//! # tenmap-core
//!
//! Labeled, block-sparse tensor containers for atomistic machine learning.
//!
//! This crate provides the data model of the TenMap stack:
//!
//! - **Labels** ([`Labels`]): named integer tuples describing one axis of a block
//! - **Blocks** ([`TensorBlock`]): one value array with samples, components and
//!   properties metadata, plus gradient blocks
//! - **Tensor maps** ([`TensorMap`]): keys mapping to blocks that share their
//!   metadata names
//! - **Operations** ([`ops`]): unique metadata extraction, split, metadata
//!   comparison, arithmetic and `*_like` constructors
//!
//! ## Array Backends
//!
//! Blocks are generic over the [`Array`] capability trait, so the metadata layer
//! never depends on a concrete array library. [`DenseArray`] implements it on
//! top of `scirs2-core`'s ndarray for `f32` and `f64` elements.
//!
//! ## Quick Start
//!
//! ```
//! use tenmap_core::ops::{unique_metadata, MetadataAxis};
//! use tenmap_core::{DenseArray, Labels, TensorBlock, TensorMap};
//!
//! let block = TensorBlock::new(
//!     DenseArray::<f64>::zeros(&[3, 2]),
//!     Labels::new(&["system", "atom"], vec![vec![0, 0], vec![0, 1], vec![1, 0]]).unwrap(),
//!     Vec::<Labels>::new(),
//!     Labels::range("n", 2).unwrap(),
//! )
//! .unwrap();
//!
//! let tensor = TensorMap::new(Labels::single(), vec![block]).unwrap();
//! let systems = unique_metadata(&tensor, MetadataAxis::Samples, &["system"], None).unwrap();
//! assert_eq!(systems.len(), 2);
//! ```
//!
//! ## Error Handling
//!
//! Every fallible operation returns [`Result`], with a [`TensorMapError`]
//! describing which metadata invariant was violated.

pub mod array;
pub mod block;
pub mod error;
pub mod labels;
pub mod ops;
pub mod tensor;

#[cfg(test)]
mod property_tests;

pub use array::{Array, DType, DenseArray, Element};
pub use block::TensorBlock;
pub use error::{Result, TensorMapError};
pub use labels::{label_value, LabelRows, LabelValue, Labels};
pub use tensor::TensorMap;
::::::::::
DIRECTIONS FOR THIS TASK:
Report each line in the data above that holds the word "systems" by copying it.

RESPONSE:
//! let systems = unique_metadata(&tensor, MetadataAxis::Samples, &["system"], None).unwrap();
//! assert_eq!(systems.len(), 2);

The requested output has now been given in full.